**** Data listing

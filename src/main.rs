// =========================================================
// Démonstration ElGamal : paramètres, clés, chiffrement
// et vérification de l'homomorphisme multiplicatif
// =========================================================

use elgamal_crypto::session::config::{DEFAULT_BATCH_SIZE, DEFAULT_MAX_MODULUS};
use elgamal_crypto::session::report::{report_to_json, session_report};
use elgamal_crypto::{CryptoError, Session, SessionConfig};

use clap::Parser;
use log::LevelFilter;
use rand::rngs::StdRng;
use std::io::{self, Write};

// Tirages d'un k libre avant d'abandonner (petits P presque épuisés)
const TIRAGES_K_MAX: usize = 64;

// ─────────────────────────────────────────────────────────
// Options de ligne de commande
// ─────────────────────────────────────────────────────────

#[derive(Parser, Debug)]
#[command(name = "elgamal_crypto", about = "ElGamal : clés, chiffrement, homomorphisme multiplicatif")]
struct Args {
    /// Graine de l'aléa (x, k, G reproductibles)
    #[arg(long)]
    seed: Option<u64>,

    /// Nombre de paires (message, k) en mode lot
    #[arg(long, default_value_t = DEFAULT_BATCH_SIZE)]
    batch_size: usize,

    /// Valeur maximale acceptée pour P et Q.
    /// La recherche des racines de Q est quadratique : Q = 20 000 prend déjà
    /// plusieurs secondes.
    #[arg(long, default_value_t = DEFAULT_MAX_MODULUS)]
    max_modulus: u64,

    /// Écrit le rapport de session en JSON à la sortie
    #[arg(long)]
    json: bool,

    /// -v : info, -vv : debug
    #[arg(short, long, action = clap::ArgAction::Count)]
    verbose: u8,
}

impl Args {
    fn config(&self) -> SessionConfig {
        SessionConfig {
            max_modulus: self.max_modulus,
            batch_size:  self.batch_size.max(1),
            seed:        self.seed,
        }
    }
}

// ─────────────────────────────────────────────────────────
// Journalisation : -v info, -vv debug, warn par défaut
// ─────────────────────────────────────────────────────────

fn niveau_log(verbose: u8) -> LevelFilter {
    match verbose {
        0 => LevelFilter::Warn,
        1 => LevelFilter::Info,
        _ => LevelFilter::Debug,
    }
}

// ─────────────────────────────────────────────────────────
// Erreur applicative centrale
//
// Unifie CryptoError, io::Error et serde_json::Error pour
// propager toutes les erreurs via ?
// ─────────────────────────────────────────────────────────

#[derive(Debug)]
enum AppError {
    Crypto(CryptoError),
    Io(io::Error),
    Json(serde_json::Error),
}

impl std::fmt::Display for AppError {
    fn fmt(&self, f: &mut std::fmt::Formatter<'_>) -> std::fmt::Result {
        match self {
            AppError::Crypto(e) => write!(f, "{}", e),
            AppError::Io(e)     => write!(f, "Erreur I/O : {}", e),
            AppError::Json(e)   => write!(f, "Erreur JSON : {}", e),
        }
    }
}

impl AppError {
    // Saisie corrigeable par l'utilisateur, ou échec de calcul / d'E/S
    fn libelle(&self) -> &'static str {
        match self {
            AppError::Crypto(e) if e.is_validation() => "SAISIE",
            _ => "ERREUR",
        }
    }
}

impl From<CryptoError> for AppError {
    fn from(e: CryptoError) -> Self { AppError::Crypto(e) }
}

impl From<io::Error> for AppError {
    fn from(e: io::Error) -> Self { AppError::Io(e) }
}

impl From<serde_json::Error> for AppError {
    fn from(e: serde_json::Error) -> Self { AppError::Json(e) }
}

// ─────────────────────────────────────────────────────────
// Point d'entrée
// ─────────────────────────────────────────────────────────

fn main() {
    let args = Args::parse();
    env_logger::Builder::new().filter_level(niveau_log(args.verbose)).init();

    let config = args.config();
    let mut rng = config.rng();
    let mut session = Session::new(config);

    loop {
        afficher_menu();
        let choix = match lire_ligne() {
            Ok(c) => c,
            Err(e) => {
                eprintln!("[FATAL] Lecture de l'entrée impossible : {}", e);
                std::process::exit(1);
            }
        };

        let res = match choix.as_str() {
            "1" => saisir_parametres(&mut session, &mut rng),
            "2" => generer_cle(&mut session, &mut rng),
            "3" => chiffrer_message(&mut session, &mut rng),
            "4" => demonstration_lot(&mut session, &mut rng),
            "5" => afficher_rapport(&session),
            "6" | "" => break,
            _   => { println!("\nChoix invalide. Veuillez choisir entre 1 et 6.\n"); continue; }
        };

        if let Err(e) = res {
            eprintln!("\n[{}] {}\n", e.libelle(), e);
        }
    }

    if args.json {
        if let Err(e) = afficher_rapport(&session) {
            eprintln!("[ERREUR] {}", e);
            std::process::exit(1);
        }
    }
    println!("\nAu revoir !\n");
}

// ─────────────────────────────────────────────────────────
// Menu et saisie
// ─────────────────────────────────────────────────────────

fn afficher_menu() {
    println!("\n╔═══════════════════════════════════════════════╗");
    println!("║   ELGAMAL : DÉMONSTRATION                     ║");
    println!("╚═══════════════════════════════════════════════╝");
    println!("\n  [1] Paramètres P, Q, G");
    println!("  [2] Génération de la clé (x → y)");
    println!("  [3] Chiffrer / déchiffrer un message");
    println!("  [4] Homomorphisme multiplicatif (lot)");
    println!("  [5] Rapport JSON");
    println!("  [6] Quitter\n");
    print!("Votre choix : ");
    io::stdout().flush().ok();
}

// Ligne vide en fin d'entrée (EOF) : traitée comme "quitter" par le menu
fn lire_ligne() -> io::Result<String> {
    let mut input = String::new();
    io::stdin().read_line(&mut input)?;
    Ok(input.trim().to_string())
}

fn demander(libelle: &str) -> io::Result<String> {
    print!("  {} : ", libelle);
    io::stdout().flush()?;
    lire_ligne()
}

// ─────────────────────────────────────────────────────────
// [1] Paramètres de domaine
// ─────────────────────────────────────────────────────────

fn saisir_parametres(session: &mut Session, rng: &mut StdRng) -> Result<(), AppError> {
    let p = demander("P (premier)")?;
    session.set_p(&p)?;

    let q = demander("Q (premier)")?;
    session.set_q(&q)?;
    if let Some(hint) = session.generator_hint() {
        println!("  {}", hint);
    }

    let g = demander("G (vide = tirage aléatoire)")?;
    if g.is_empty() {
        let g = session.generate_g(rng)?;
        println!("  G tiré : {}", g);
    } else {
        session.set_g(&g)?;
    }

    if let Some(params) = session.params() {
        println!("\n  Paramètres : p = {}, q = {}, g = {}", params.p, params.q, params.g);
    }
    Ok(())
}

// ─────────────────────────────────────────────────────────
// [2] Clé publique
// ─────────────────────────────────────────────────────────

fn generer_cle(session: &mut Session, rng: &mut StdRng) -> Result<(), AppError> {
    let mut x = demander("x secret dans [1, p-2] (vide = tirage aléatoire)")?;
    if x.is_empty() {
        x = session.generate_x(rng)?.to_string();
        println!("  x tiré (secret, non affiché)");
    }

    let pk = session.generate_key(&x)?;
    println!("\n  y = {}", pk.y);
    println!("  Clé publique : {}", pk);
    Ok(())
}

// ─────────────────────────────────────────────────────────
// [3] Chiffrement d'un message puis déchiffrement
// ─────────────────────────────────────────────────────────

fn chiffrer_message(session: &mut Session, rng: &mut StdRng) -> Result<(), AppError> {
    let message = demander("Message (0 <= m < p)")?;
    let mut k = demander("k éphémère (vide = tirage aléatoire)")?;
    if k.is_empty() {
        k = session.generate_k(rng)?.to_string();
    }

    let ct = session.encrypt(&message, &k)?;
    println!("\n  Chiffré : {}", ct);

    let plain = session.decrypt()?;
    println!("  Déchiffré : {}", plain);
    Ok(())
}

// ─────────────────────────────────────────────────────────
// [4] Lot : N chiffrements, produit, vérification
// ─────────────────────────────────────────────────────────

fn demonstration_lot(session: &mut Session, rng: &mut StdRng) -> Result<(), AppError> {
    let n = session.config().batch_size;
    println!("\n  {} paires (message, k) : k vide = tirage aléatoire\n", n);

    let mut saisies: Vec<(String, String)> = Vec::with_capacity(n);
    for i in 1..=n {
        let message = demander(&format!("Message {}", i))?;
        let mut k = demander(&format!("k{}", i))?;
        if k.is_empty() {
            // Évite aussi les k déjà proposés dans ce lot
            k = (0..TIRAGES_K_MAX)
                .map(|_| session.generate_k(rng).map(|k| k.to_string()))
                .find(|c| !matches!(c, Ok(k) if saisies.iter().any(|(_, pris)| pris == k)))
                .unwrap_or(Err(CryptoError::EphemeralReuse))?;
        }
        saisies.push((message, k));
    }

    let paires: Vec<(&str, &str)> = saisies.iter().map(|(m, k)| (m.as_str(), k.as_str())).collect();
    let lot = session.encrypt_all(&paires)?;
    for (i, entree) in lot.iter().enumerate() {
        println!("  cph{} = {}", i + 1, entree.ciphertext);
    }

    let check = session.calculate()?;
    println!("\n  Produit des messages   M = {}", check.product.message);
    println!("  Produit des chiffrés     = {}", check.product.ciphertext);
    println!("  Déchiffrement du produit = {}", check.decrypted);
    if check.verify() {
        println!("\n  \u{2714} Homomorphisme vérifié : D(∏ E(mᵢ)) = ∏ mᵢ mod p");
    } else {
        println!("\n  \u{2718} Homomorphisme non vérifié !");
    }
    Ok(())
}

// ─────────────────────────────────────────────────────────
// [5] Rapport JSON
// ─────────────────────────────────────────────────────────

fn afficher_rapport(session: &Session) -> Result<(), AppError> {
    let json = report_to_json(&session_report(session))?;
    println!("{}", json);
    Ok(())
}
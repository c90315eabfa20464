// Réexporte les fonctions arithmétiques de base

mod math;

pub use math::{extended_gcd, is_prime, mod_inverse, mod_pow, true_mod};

********

* _Problem_: In the lines above, spot each one that contains the word "hint" and copy it.

* _Response to this exercise_:
    if let Some(hint) = session.generator_hint() {
        println!("  {}", hint);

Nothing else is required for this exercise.